* Task brief
Type out the records that follow, exactly as given.

* Recorded information

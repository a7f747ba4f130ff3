//! Presentation of prediction results.
//!
//! Maps a `PredictionResult` to the strings and geometry shown by the UI.
//! The icon and label tables are `EnumMap`s, so adding a variant to
//! `RiskLevel` or `PredictedAction` fails to compile until the table is
//! extended. Values outside the known set render with a fallback instead of
//! failing.

use std::sync::LazyLock;

use chrono::{DateTime, Local, NaiveDateTime};
use enum_map::{EnumMap, enum_map};

use crate::api::{PredictedAction, PredictionResult, Reported, RiskLevel};

/// Full length of the gauge arc (half circle, r = 80).
pub const GAUGE_ARC_LENGTH: f64 = 251.2;

/// Icon shown for risk levels outside the known set.
pub const FALLBACK_RISK_ICON: &str = "⚠️";

/// Icon shown for actions outside the known set.
pub const FALLBACK_ACTION_ICON: &str = "💡";

static RISK_ICONS: LazyLock<EnumMap<RiskLevel, &'static str>> = LazyLock::new(|| {
    enum_map! {
        RiskLevel::Low => "✅",
        RiskLevel::Medium => "⚠️",
        RiskLevel::High => "🔴",
        RiskLevel::Critical => "🚨",
    }
});

static ACTIONS: LazyLock<EnumMap<PredictedAction, (&'static str, &'static str)>> =
    LazyLock::new(|| {
        enum_map! {
            PredictedAction::Cleared => ("✅", "Cleared to Play"),
            PredictedAction::Monitor => ("👀", "Monitor Closely"),
            PredictedAction::ReduceIntensity => ("⚡", "Reduce Training Intensity"),
            PredictedAction::RestRecommended => ("🛌", "Rest Recommended"),
            PredictedAction::MustRest => ("🚫", "Must Rest - High Risk"),
        }
    });

/// Needle rotation and arc dash offset for a fatigue score.
#[derive(Debug, Clone, Copy, PartialEq)]
pub struct GaugeGeometry {
    /// -90 (score 0) to 90 (score 100) degrees.
    pub angle_deg: f64,
    /// `GAUGE_ARC_LENGTH` (empty) down to 0 (full).
    pub arc_offset: f64,
}

pub fn gauge_geometry(score: f64) -> GaugeGeometry {
    let fraction = score / 100.0;
    GaugeGeometry {
        angle_deg: -90.0 + fraction * 180.0,
        arc_offset: GAUGE_ARC_LENGTH - fraction * GAUGE_ARC_LENGTH,
    }
}

pub fn risk_icon(risk: &Reported<RiskLevel>) -> &'static str {
    risk.known().map_or(FALLBACK_RISK_ICON, |level| RISK_ICONS[level])
}

/// Icon and human label for an action.
#[derive(Debug, Clone, PartialEq, Eq)]
pub struct ActionDisplay {
    pub icon: &'static str,
    pub label: String,
}

pub fn action_display(action: &Reported<PredictedAction>) -> ActionDisplay {
    match action.known() {
        Some(known) => {
            let (icon, label) = ACTIONS[known];
            ActionDisplay {
                icon,
                label: label.to_string(),
            }
        }
        None => ActionDisplay {
            icon: FALLBACK_ACTION_ICON,
            label: action.as_str().to_string(),
        },
    }
}

/// Human label of a known action, for pickers.
pub fn action_label(action: PredictedAction) -> &'static str {
    ACTIONS[action].1
}

/// Confidence as a whole percentage (0.81 -> 81).
pub fn confidence_percent(confidence: f64) -> i64 {
    (confidence * 100.0).round() as i64
}

/// Formats a processed-at timestamp as local wall-clock time.
///
/// RFC 3339 timestamps are converted to local time; naive timestamps are
/// taken as already local. Missing values render as `-`, unparseable ones
/// verbatim.
pub fn format_processed_at(raw: Option<&str>) -> String {
    let Some(raw) = raw.map(str::trim).filter(|s| !s.is_empty()) else {
        return "-".to_string();
    };

    if let Ok(parsed) = DateTime::parse_from_rfc3339(raw) {
        return parsed.with_timezone(&Local).format("%H:%M:%S").to_string();
    }
    if let Ok(naive) = NaiveDateTime::parse_from_str(raw, "%Y-%m-%dT%H:%M:%S%.f") {
        return naive.format("%H:%M:%S").to_string();
    }
    raw.to_string()
}

/// Everything the results view shows, precomputed from a result.
#[derive(Debug, Clone, PartialEq)]
pub struct ResultDisplay {
    /// `#<id>`
    pub session_label: String,
    pub score: f64,
    /// Rounded score, e.g. `63`.
    pub score_label: String,
    pub gauge: GaugeGeometry,
    pub risk: Option<RiskLevel>,
    pub risk_icon: &'static str,
    /// Uppercased risk level, e.g. `MEDIUM`.
    pub risk_label: String,
    pub action: ActionDisplay,
    pub confidence_percent: i64,
    /// e.g. `81%`
    pub confidence_label: String,
    pub processed_at: String,
}

impl ResultDisplay {
    pub fn from_result(result: &PredictionResult) -> Self {
        let confidence_percent = confidence_percent(result.confidence);
        Self {
            session_label: session_label(result.session_id),
            score: result.fatigue_score,
            score_label: format!("{}", result.fatigue_score.round() as i64),
            gauge: gauge_geometry(result.fatigue_score),
            risk: result.risk_level.known(),
            risk_icon: risk_icon(&result.risk_level),
            risk_label: result.risk_level.as_str().to_uppercase(),
            action: action_display(&result.predicted_action),
            confidence_percent,
            confidence_label: format!("{confidence_percent}%"),
            processed_at: format_processed_at(result.processed_at.as_deref()),
        }
    }
}

/// `#<id>` label used for sessions throughout the UI.
pub fn session_label(session_id: i64) -> String {
    format!("#{session_id}")
}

* Answer to this exercise
repository a7f747ba4f130ff3
//! Presentation of prediction results.
//!
//! Maps a `PredictionResult` to the strings and geometry shown by the UI.
//! The icon and label tables are `EnumMap`s, so adding a variant to
//! `RiskLevel` or `PredictedAction` fails to compile until the table is
//! extended. Values outside the known set render with a fallback instead of
//! failing.

use std::sync::LazyLock;

use chrono::{DateTime, Local, NaiveDateTime};
use enum_map::{EnumMap, enum_map};

use crate::api::{PredictedAction, PredictionResult, Reported, RiskLevel};

/// Full length of the gauge arc (half circle, r = 80).
pub const GAUGE_ARC_LENGTH: f64 = 251.2;

/// Icon shown for risk levels outside the known set.
pub const FALLBACK_RISK_ICON: &str = "⚠️";

/// Icon shown for actions outside the known set.
pub const FALLBACK_ACTION_ICON: &str = "💡";

static RISK_ICONS: LazyLock<EnumMap<RiskLevel, &'static str>> = LazyLock::new(|| {
    enum_map! {
        RiskLevel::Low => "✅",
        RiskLevel::Medium => "⚠️",
        RiskLevel::High => "🔴",
        RiskLevel::Critical => "🚨",
    }
});

static ACTIONS: LazyLock<EnumMap<PredictedAction, (&'static str, &'static str)>> =
    LazyLock::new(|| {
        enum_map! {
            PredictedAction::Cleared => ("✅", "Cleared to Play"),
            PredictedAction::Monitor => ("👀", "Monitor Closely"),
            PredictedAction::ReduceIntensity => ("⚡", "Reduce Training Intensity"),
            PredictedAction::RestRecommended => ("🛌", "Rest Recommended"),
            PredictedAction::MustRest => ("🚫", "Must Rest - High Risk"),
        }
    });

/// Needle rotation and arc dash offset for a fatigue score.
#[derive(Debug, Clone, Copy, PartialEq)]
pub struct GaugeGeometry {
    /// -90 (score 0) to 90 (score 100) degrees.
    pub angle_deg: f64,
    /// `GAUGE_ARC_LENGTH` (empty) down to 0 (full).
    pub arc_offset: f64,
}

pub fn gauge_geometry(score: f64) -> GaugeGeometry {
    let fraction = score / 100.0;
    GaugeGeometry {
        angle_deg: -90.0 + fraction * 180.0,
        arc_offset: GAUGE_ARC_LENGTH - fraction * GAUGE_ARC_LENGTH,
    }
}

pub fn risk_icon(risk: &Reported<RiskLevel>) -> &'static str {
    risk.known().map_or(FALLBACK_RISK_ICON, |level| RISK_ICONS[level])
}

/// Icon and human label for an action.
#[derive(Debug, Clone, PartialEq, Eq)]
pub struct ActionDisplay {
    pub icon: &'static str,
    pub label: String,
}

pub fn action_display(action: &Reported<PredictedAction>) -> ActionDisplay {
    match action.known() {
        Some(known) => {
            let (icon, label) = ACTIONS[known];
            ActionDisplay {
                icon,
                label: label.to_string(),
            }
        }
        None => ActionDisplay {
            icon: FALLBACK_ACTION_ICON,
            label: action.as_str().to_string(),
        },
    }
}

/// Human label of a known action, for pickers.
pub fn action_label(action: PredictedAction) -> &'static str {
    ACTIONS[action].1
}

/// Confidence as a whole percentage (0.81 -> 81).
pub fn confidence_percent(confidence: f64) -> i64 {
    (confidence * 100.0).round() as i64
}

/// Formats a processed-at timestamp as local wall-clock time.
///
/// RFC 3339 timestamps are converted to local time; naive timestamps are
/// taken as already local. Missing values render as `-`, unparseable ones
/// verbatim.
pub fn format_processed_at(raw: Option<&str>) -> String {
    let Some(raw) = raw.map(str::trim).filter(|s| !s.is_empty()) else {
        return "-".to_string();
    };

    if let Ok(parsed) = DateTime::parse_from_rfc3339(raw) {
        return parsed.with_timezone(&Local).format("%H:%M:%S").to_string();
    }
    if let Ok(naive) = NaiveDateTime::parse_from_str(raw, "%Y-%m-%dT%H:%M:%S%.f") {
        return naive.format("%H:%M:%S").to_string();
    }
    raw.to_string()
}

/// Everything the results view shows, precomputed from a result.
#[derive(Debug, Clone, PartialEq)]
pub struct ResultDisplay {
    /// `#<id>`
    pub session_label: String,
    pub score: f64,
    /// Rounded score, e.g. `63`.
    pub score_label: String,
    pub gauge: GaugeGeometry,
    pub risk: Option<RiskLevel>,
    pub risk_icon: &'static str,
    /// Uppercased risk level, e.g. `MEDIUM`.
    pub risk_label: String,
    pub action: ActionDisplay,
    pub confidence_percent: i64,
    /// e.g. `81%`
    pub confidence_label: String,
    pub processed_at: String,
}

impl ResultDisplay {
    pub fn from_result(result: &PredictionResult) -> Self {
        let confidence_percent = confidence_percent(result.confidence);
        Self {
            session_label: session_label(result.session_id),
            score: result.fatigue_score,
            score_label: format!("{}", result.fatigue_score.round() as i64),
            gauge: gauge_geometry(result.fatigue_score),
            risk: result.risk_level.known(),
            risk_icon: risk_icon(&result.risk_level),
            risk_label: result.risk_level.as_str().to_uppercase(),
            action: action_display(&result.predicted_action),
            confidence_percent,
            confidence_label: format!("{confidence_percent}%"),
            processed_at: format_processed_at(result.processed_at.as_deref()),
        }
    }
}

/// `#<id>` label used for sessions throughout the UI.
pub fn session_label(session_id: i64) -> String {
    format!("#{session_id}")
}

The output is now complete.